There are many tools available for research – online quantitative polls, face-to-face interviews, postal surveys, hall tests, observation, desk research and focus groups.

Focus groups are small collections of people, normally between 8 and 15, who are gathered together to answer questions and discuss topics.

Because they’re a limited number, it’s hard if not impossible to widen out their preferences into a national sample. You can’t make many confident predictions about how the population will behave based on such a small sample.

However, what you can find are really in-depth, fascinating insights into the topic or product you are after.

Focus groups differ from one-on-one interviews because the group dynamic moves conversation in a different way. For example, if you use them to discuss medical issues, you can receive a lot more than you might from an one-on-one interview, as people relate to other people’s issues and group sessions allow people to open up.  It can become close to a therapeutic session and as a result, you can gain insight that would otherwise remain hidden.

Again, because of the way that you are using and guiding human interaction, focus groups are a good place to observe emotional reactions to products or issues. You can discover multiple viewpoints and see how they interact.

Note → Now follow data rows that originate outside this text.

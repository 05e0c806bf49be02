//! Health check endpoint.

use actix_web::{HttpResponse, web};
use quill_shared::ApiResponse;
use serde::Serialize;

use crate::state::AppState;

#[derive(Serialize)]
pub struct HealthResponse {
    pub status: &'static str,
    pub version: &'static str,
    pub backend: &'static str,
    pub timestamp: String,
}

/// Health check endpoint - returns server status.
///
/// GET /api/health
pub async fn health_check(state: web::Data<AppState>) -> HttpResponse {
    let response = HealthResponse {
        status: "ok",
        version: env!("CARGO_PKG_VERSION"),
        backend: state.backend,
        timestamp: chrono::Utc::now().to_rfc3339(),
    };

    HttpResponse::Ok().json(ApiResponse::ok(response))
}
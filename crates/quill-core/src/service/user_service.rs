//! User lifecycle and the email uniqueness rule.

use std::sync::Arc;

use quill_shared::PageResponse;
use quill_shared::dto::{UserRequest, UserResponse};

use super::{mask_email, page_view};
use crate::domain::{NewUser, PageRequest, User};
use crate::error::{DomainError, DomainResult};
use crate::ports::UserRepository;

pub struct UserService {
    users: Arc<dyn UserRepository>,
}

impl UserService {
    pub fn new(users: Arc<dyn UserRepository>) -> Self {
        Self { users }
    }

    #[tracing::instrument(level = "debug", skip(self), err(Display))]
    pub async fn list_users(&self) -> DomainResult<Vec<UserResponse>> {
        let users = self.users.find_all().await?;
        tracing::debug!(count = users.len(), "Listed users");
        Ok(users.iter().map(to_view).collect())
    }

    #[tracing::instrument(
        level = "debug",
        skip(self, request),
        fields(page = request.page, size = request.size, sort_by = %request.sort_by),
        err(Display)
    )]
    pub async fn list_users_page(
        &self,
        request: &PageRequest,
    ) -> DomainResult<PageResponse<UserResponse>> {
        let page = self.users.find_page(request).await?;
        Ok(page_view(page.map(|user| to_view(&user))))
    }

    #[tracing::instrument(level = "debug", skip(self), err(Display))]
    pub async fn get_user(&self, id: i64) -> DomainResult<UserResponse> {
        self.users
            .find_by_id(id)
            .await?
            .map(|user| to_view(&user))
            .ok_or_else(|| DomainError::user_not_found(id))
    }

    #[tracing::instrument(skip(self, request), fields(email = %mask_email(&request.email)), err(Display))]
    pub async fn create_user(&self, request: UserRequest) -> DomainResult<UserResponse> {
        if self.users.exists_by_email(&request.email).await? {
            tracing::warn!("Email address already in use");
            return Err(email_taken(&request.email));
        }

        let user = self
            .users
            .insert(NewUser::new(request.email, request.name, request.surname))
            .await?;

        tracing::info!(user_id = user.id, "User created");
        Ok(to_view(&user))
    }

    #[tracing::instrument(skip(self, request), fields(email = %mask_email(&request.email)), err(Display))]
    pub async fn update_user(&self, id: i64, request: UserRequest) -> DomainResult<UserResponse> {
        let mut user = self
            .users
            .find_by_id(id)
            .await?
            .ok_or_else(|| DomainError::user_not_found(id))?;

        if user.email != request.email && self.users.exists_by_email(&request.email).await? {
            tracing::warn!("Email address already in use");
            return Err(email_taken(&request.email));
        }

        user.email = request.email;
        user.name = request.name;
        user.surname = request.surname;

        let user = self.users.update(user).await?;
        tracing::info!(user_id = user.id, "User updated");
        Ok(to_view(&user))
    }

    /// Hard delete. The store cascades the delete to the user's posts.
    #[tracing::instrument(skip(self), err(Display))]
    pub async fn delete_user(&self, id: i64) -> DomainResult<()> {
        if !self.users.exists_by_id(id).await? {
            return Err(DomainError::user_not_found(id));
        }

        self.users.delete(id).await?;
        tracing::info!(user_id = id, "User deleted");
        Ok(())
    }
}

fn email_taken(email: &str) -> DomainError {
    DomainError::BadRequest(format!("Email address is already in use: {email}"))
}

fn to_view(user: &User) -> UserResponse {
    UserResponse {
        id: user.id,
        email: user.email.clone(),
        name: user.name.clone(),
        surname: user.surname.clone(),
        created_at: user.created_at,
    }
}
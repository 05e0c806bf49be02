//! User entity for SeaORM.

use chrono::Utc;
use sea_orm::entity::prelude::*;
use sea_orm::{NotSet, Set};

use quill_core::domain::{NewUser, User};

#[derive(Clone, Debug, PartialEq, Eq, DeriveEntityModel)]
#[sea_orm(table_name = "users")]
pub struct Model {
    #[sea_orm(primary_key)]
    pub id: i64,
    #[sea_orm(unique)]
    pub email: String,
    pub name: String,
    pub surname: String,
    pub created_at: DateTimeWithTimeZone,
}

#[derive(Copy, Clone, Debug, EnumIter, DeriveRelation)]
pub enum Relation {
    #[sea_orm(has_many = "super::post::Entity")]
    Post,
}

impl Related<super::post::Entity> for Entity {
    fn to() -> RelationDef {
        Relation::Post.def()
    }
}

#[async_trait::async_trait]
impl ActiveModelBehavior for ActiveModel {
    /// `created_at` is stamped once, on insert.
    async fn before_save<C>(mut self, _db: &C, insert: bool) -> Result<Self, DbErr>
    where
        C: ConnectionTrait,
    {
        if insert {
            self.created_at = Set(Utc::now().into());
        }
        Ok(self)
    }
}

/// Conversion from SeaORM Model to Domain User.
impl From<Model> for User {
    fn from(model: Model) -> Self {
        Self {
            id: model.id,
            email: model.email,
            name: model.name,
            surname: model.surname,
            created_at: model.created_at.into(),
        }
    }
}

/// Conversion from Domain User to SeaORM ActiveModel (update path).
impl From<User> for ActiveModel {
    fn from(user: User) -> Self {
        Self {
            id: Set(user.id),
            email: Set(user.email),
            name: Set(user.name),
            surname: Set(user.surname),
            created_at: Set(user.created_at.into()),
        }
    }
}

/// Conversion from an unsaved user (insert path). The id comes from the sequence.
impl From<NewUser> for ActiveModel {
    fn from(user: NewUser) -> Self {
        Self {
            id: NotSet,
            email: Set(user.email),
            name: Set(user.name),
            surname: Set(user.surname),
            created_at: NotSet,
        }
    }
}
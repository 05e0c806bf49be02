//! HTTP handlers and route configuration.

mod health;
mod posts;
mod users;

use actix_web::{HttpRequest, error, web};
use quill_core::domain::{PageRequest, SortDirection};
use quill_shared::ValidationErrors;
use serde::Deserialize;

use crate::middleware::error::{AppError, AppResult};

/// Configure all application routes.
///
/// Literal segments (`/page`, `/search`) are registered before `/{id}`.
pub fn configure_routes(cfg: &mut web::ServiceConfig) {
    cfg.app_data(web::JsonConfig::default().error_handler(reject_input))
        .app_data(web::QueryConfig::default().error_handler(reject_input))
        .app_data(web::PathConfig::default().error_handler(reject_input))
        .service(
            web::scope("/api")
                .route("/health", web::get().to(health::health_check))
                .service(
                    web::scope("/users")
                        .route("", web::get().to(users::list))
                        .route("", web::post().to(users::create))
                        .route("/page", web::get().to(users::page))
                        .route("/{id}", web::get().to(users::get))
                        .route("/{id}", web::put().to(users::update))
                        .route("/{id}", web::delete().to(users::delete)),
                )
                .service(
                    web::scope("/posts")
                        .route("", web::get().to(posts::list))
                        .route("", web::post().to(posts::create))
                        .route("/page", web::get().to(posts::page))
                        .route("/search", web::get().to(posts::search))
                        .route("/search/page", web::get().to(posts::search_page))
                        .route("/user/{user_id}", web::get().to(posts::by_user))
                        .route("/user/{user_id}/page", web::get().to(posts::by_user_page))
                        .route("/{id}", web::get().to(posts::get))
                        .route("/{id}", web::put().to(posts::update))
                        .route("/{id}", web::delete().to(posts::delete)),
                ),
        );
}

/// Malformed bodies, query strings and path ids become enveloped 400s.
fn reject_input<E: std::fmt::Display>(err: E, _req: &HttpRequest) -> error::Error {
    AppError::BadRequest(err.to_string()).into()
}

/// `?page=&size=&sortBy=&sortDir=` on every paginated read.
#[derive(Debug, Default, Deserialize)]
#[serde(rename_all = "camelCase")]
pub struct PageParams {
    page: Option<u64>,
    size: Option<u64>,
    sort_by: Option<String>,
    sort_dir: Option<String>,
}

impl PageParams {
    /// Fill in the endpoint's defaults. A page size below one is rejected.
    fn into_request(self, default_sort: &str, default_dir: SortDirection) -> AppResult<PageRequest> {
        let size = self.size.unwrap_or(10);
        if size < 1 {
            let mut errors = ValidationErrors::new();
            errors.add("size", "size must be at least 1");
            return Err(errors.into());
        }

        let direction = self
            .sort_dir
            .as_deref()
            .map_or(default_dir, SortDirection::parse);

        Ok(PageRequest::new(
            self.page.unwrap_or(0),
            size,
            self.sort_by.unwrap_or_else(|| default_sort.to_string()),
            direction,
        ))
    }
}

/// Parse a JSON response body in handler tests.
#[cfg(test)]
pub(crate) async fn read_json<B: actix_web::body::MessageBody>(
    resp: actix_web::dev::ServiceResponse<B>,
) -> serde_json::Value {
    actix_web::test::read_body_json(resp).await
}
//! Pagination and sorting primitives shared by every list query.

/// Sort order of a paginated query.
#[derive(Debug, Clone, Copy, PartialEq, Eq, Default)]
pub enum SortDirection {
    #[default]
    Asc,
    Desc,
}

impl SortDirection {
    /// `"desc"` in any letter case selects descending; anything else is ascending.
    pub fn parse(value: &str) -> Self {
        if value.eq_ignore_ascii_case("desc") {
            Self::Desc
        } else {
            Self::Asc
        }
    }
}

/// A window `[page * size, page * size + size)` over an ordered result set.
#[derive(Debug, Clone, PartialEq, Eq)]
pub struct PageRequest {
    /// Zero-based page index.
    pub page: u64,
    /// Maximum number of items per page.
    pub size: u64,
    /// Attribute to order by, in snake_case or camelCase.
    pub sort_by: String,
    pub direction: SortDirection,
}

impl PageRequest {
    pub fn new(page: u64, size: u64, sort_by: impl Into<String>, direction: SortDirection) -> Self {
        Self {
            page,
            size,
            sort_by: sort_by.into(),
            direction,
        }
    }

    pub fn offset(&self) -> u64 {
        self.page.saturating_mul(self.size)
    }
}

/// One page of results plus the total number of matches across all pages.
#[derive(Debug, Clone, PartialEq, Eq)]
pub struct Page<T> {
    pub items: Vec<T>,
    pub page: u64,
    pub size: u64,
    pub total_elements: u64,
}

impl<T> Page<T> {
    pub fn new(items: Vec<T>, request: &PageRequest, total_elements: u64) -> Self {
        Self {
            items,
            page: request.page,
            size: request.size,
            total_elements,
        }
    }

    pub fn map<U>(self, f: impl FnMut(T) -> U) -> Page<U> {
        Page {
            items: self.items.into_iter().map(f).collect(),
            page: self.page,
            size: self.size,
            total_elements: self.total_elements,
        }
    }

    pub fn total_pages(&self) -> u64 {
        if self.size == 0 {
            0
        } else {
            self.total_elements.div_ceil(self.size)
        }
    }
}
//! Post entity for SeaORM.

use chrono::Utc;
use sea_orm::entity::prelude::*;
use sea_orm::{NotSet, Set};

use quill_core::domain::{NewPost, Post};

#[derive(Clone, Debug, PartialEq, Eq, DeriveEntityModel)]
#[sea_orm(table_name = "posts")]
pub struct Model {
    #[sea_orm(primary_key)]
    pub id: i64,
    pub user_id: i64,
    pub title: String,
    #[sea_orm(column_type = "Text")]
    pub content: String,
    pub created_at: DateTimeWithTimeZone,
    pub updated_at: DateTimeWithTimeZone,
}

#[derive(Copy, Clone, Debug, EnumIter, DeriveRelation)]
pub enum Relation {
    #[sea_orm(
        belongs_to = "super::user::Entity",
        from = "Column::UserId",
        to = "super::user::Column::Id",
        on_update = "Cascade",
        on_delete = "Cascade"
    )]
    User,
}

impl Related<super::user::Entity> for Entity {
    fn to() -> RelationDef {
        Relation::User.def()
    }
}

#[async_trait::async_trait]
impl ActiveModelBehavior for ActiveModel {
    /// `updated_at` moves on every write; `created_at` only on insert.
    async fn before_save<C>(mut self, _db: &C, insert: bool) -> Result<Self, DbErr>
    where
        C: ConnectionTrait,
    {
        let now: DateTimeWithTimeZone = Utc::now().into();
        if insert {
            self.created_at = Set(now);
        }
        self.updated_at = Set(now);
        Ok(self)
    }
}

/// Conversion from SeaORM Model to Domain Post.
impl From<Model> for Post {
    fn from(model: Model) -> Self {
        Self {
            id: model.id,
            user_id: model.user_id,
            title: model.title,
            content: model.content,
            created_at: model.created_at.into(),
            updated_at: model.updated_at.into(),
        }
    }
}

/// Conversion from Domain Post to SeaORM ActiveModel (update path).
impl From<Post> for ActiveModel {
    fn from(post: Post) -> Self {
        Self {
            id: Set(post.id),
            user_id: Set(post.user_id),
            title: Set(post.title),
            content: Set(post.content),
            created_at: Set(post.created_at.into()),
            updated_at: Set(post.updated_at.into()),
        }
    }
}

/// Conversion from an unsaved post (insert path).
impl From<NewPost> for ActiveModel {
    fn from(post: NewPost) -> Self {
        Self {
            id: NotSet,
            user_id: Set(post.user_id),
            title: Set(post.title),
            content: Set(post.content),
            created_at: NotSet,
            updated_at: NotSet,
        }
    }
}
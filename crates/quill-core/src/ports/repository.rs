use async_trait::async_trait;

use crate::domain::{NewPost, NewUser, Page, PageRequest, Post, User};
use crate::error::RepoError;

/// Generic repository trait defining standard CRUD operations.
///
/// `T` is the stored entity, `N` its not-yet-stored form and `ID` the key.
/// Unpaged reads return store-native order (ascending id).
#[async_trait]
pub trait BaseRepository<T, N, ID>: Send + Sync {
    /// Find an entity by its unique ID.
    async fn find_by_id(&self, id: ID) -> Result<Option<T>, RepoError>;

    async fn find_all(&self) -> Result<Vec<T>, RepoError>;

    /// One sorted window plus the total count over all entities.
    async fn find_page(&self, request: &PageRequest) -> Result<Page<T>, RepoError>;

    async fn exists_by_id(&self, id: ID) -> Result<bool, RepoError>;

    /// Store a new entity; the store assigns its id and timestamps.
    async fn insert(&self, entity: N) -> Result<T, RepoError>;

    /// Overwrite an existing entity in place.
    async fn update(&self, entity: T) -> Result<T, RepoError>;

    /// Delete an entity by its ID.
    async fn delete(&self, id: ID) -> Result<(), RepoError>;
}

/// User repository with domain-specific methods.
#[async_trait]
pub trait UserRepository: BaseRepository<User, NewUser, i64> {
    /// Exact, case-sensitive email match.
    async fn exists_by_email(&self, email: &str) -> Result<bool, RepoError>;

    /// Batch lookup; missing ids are skipped.
    async fn find_by_ids(&self, ids: &[i64]) -> Result<Vec<User>, RepoError>;
}

/// Post repository.
#[async_trait]
pub trait PostRepository: BaseRepository<Post, NewPost, i64> {
    async fn find_by_user_id(&self, user_id: i64) -> Result<Vec<Post>, RepoError>;

    async fn find_page_by_user_id(
        &self,
        user_id: i64,
        request: &PageRequest,
    ) -> Result<Page<Post>, RepoError>;

    /// Posts whose title or content contains `keyword`.
    async fn search(&self, keyword: &str) -> Result<Vec<Post>, RepoError>;

    async fn search_page(
        &self,
        keyword: &str,
        request: &PageRequest,
    ) -> Result<Page<Post>, RepoError>;
}
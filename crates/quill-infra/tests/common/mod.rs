//! Shared fixtures: services over the in-memory store, with write counters.

#![allow(dead_code)]

use std::sync::Arc;
use std::sync::atomic::{AtomicUsize, Ordering};

use async_trait::async_trait;

use quill_core::domain::{NewPost, NewUser, Page, PageRequest, Post, User};
use quill_core::error::RepoError;
use quill_core::ports::{BaseRepository, PostRepository, UserRepository};
use quill_core::{PostService, UserService};
use quill_infra::{InMemoryPostRepository, InMemoryStore, InMemoryUserRepository};
use quill_shared::dto::{PostRequest, UserRequest};

/// Counts the write calls that reach the wrapped repository.
#[derive(Default)]
pub struct WriteLog {
    inserts: AtomicUsize,
    updates: AtomicUsize,
    deletes: AtomicUsize,
}

impl WriteLog {
    pub fn inserts(&self) -> usize {
        self.inserts.load(Ordering::SeqCst)
    }

    pub fn updates(&self) -> usize {
        self.updates.load(Ordering::SeqCst)
    }

    pub fn deletes(&self) -> usize {
        self.deletes.load(Ordering::SeqCst)
    }
}

pub struct Counted<R> {
    inner: R,
    log: Arc<WriteLog>,
}

#[async_trait]
impl BaseRepository<User, NewUser, i64> for Counted<InMemoryUserRepository> {
    async fn find_by_id(&self, id: i64) -> Result<Option<User>, RepoError> {
        self.inner.find_by_id(id).await
    }

    async fn find_all(&self) -> Result<Vec<User>, RepoError> {
        self.inner.find_all().await
    }

    async fn find_page(&self, request: &PageRequest) -> Result<Page<User>, RepoError> {
        self.inner.find_page(request).await
    }

    async fn exists_by_id(&self, id: i64) -> Result<bool, RepoError> {
        self.inner.exists_by_id(id).await
    }

    async fn insert(&self, entity: NewUser) -> Result<User, RepoError> {
        self.log.inserts.fetch_add(1, Ordering::SeqCst);
        self.inner.insert(entity).await
    }

    async fn update(&self, entity: User) -> Result<User, RepoError> {
        self.log.updates.fetch_add(1, Ordering::SeqCst);
        self.inner.update(entity).await
    }

    async fn delete(&self, id: i64) -> Result<(), RepoError> {
        self.log.deletes.fetch_add(1, Ordering::SeqCst);
        self.inner.delete(id).await
    }
}

#[async_trait]
impl UserRepository for Counted<InMemoryUserRepository> {
    async fn exists_by_email(&self, email: &str) -> Result<bool, RepoError> {
        self.inner.exists_by_email(email).await
    }

    async fn find_by_ids(&self, ids: &[i64]) -> Result<Vec<User>, RepoError> {
        self.inner.find_by_ids(ids).await
    }
}

#[async_trait]
impl BaseRepository<Post, NewPost, i64> for Counted<InMemoryPostRepository> {
    async fn find_by_id(&self, id: i64) -> Result<Option<Post>, RepoError> {
        self.inner.find_by_id(id).await
    }

    async fn find_all(&self) -> Result<Vec<Post>, RepoError> {
        self.inner.find_all().await
    }

    async fn find_page(&self, request: &PageRequest) -> Result<Page<Post>, RepoError> {
        self.inner.find_page(request).await
    }

    async fn exists_by_id(&self, id: i64) -> Result<bool, RepoError> {
        self.inner.exists_by_id(id).await
    }

    async fn insert(&self, entity: NewPost) -> Result<Post, RepoError> {
        self.log.inserts.fetch_add(1, Ordering::SeqCst);
        self.inner.insert(entity).await
    }

    async fn update(&self, entity: Post) -> Result<Post, RepoError> {
        self.log.updates.fetch_add(1, Ordering::SeqCst);
        self.inner.update(entity).await
    }

    async fn delete(&self, id: i64) -> Result<(), RepoError> {
        self.log.deletes.fetch_add(1, Ordering::SeqCst);
        self.inner.delete(id).await
    }
}

#[async_trait]
impl PostRepository for Counted<InMemoryPostRepository> {
    async fn find_by_user_id(&self, user_id: i64) -> Result<Vec<Post>, RepoError> {
        self.inner.find_by_user_id(user_id).await
    }

    async fn find_page_by_user_id(
        &self,
        user_id: i64,
        request: &PageRequest,
    ) -> Result<Page<Post>, RepoError> {
        self.inner.find_page_by_user_id(user_id, request).await
    }

    async fn search(&self, keyword: &str) -> Result<Vec<Post>, RepoError> {
        self.inner.search(keyword).await
    }

    async fn search_page(
        &self,
        keyword: &str,
        request: &PageRequest,
    ) -> Result<Page<Post>, RepoError> {
        self.inner.search_page(keyword, request).await
    }
}

pub struct Harness {
    pub store: Arc<InMemoryStore>,
    pub users: UserService,
    pub posts: PostService,
    pub user_writes: Arc<WriteLog>,
    pub post_writes: Arc<WriteLog>,
}

impl Harness {
    pub fn new() -> Self {
        let store = InMemoryStore::new();
        let user_writes = Arc::new(WriteLog::default());
        let post_writes = Arc::new(WriteLog::default());

        let user_repo: Arc<dyn UserRepository> = Arc::new(Counted {
            inner: store.user_repository(),
            log: Arc::clone(&user_writes),
        });
        let post_repo: Arc<dyn PostRepository> = Arc::new(Counted {
            inner: store.post_repository(),
            log: Arc::clone(&post_writes),
        });

        Self {
            users: UserService::new(Arc::clone(&user_repo)),
            posts: PostService::new(post_repo, user_repo),
            store,
            user_writes,
            post_writes,
        }
    }
}

pub fn user_request(email: &str, name: &str, surname: &str) -> UserRequest {
    UserRequest {
        email: email.to_string(),
        name: name.to_string(),
        surname: surname.to_string(),
    }
}

pub fn post_request(title: &str, content: &str, user_id: Option<i64>) -> PostRequest {
    PostRequest {
        title: title.to_string(),
        content: content.to_string(),
        user_id,
    }
}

You also have the chance of the discussion going to unforeseen places as the discussion moves away from the set topic, and although this can be a hindrance t(hough a skilled moderator will be able to get things back on track) it can also reach unexpected places where gold can lie.

The more viewpoints and meaning you get from participants the more you can understand and explain why people react the way they do.

Focus groups are certainly a useful tool in the researcher’s box and we recommend looking into the benefits, if you are considering a launch, or would like deeper insight into a problem.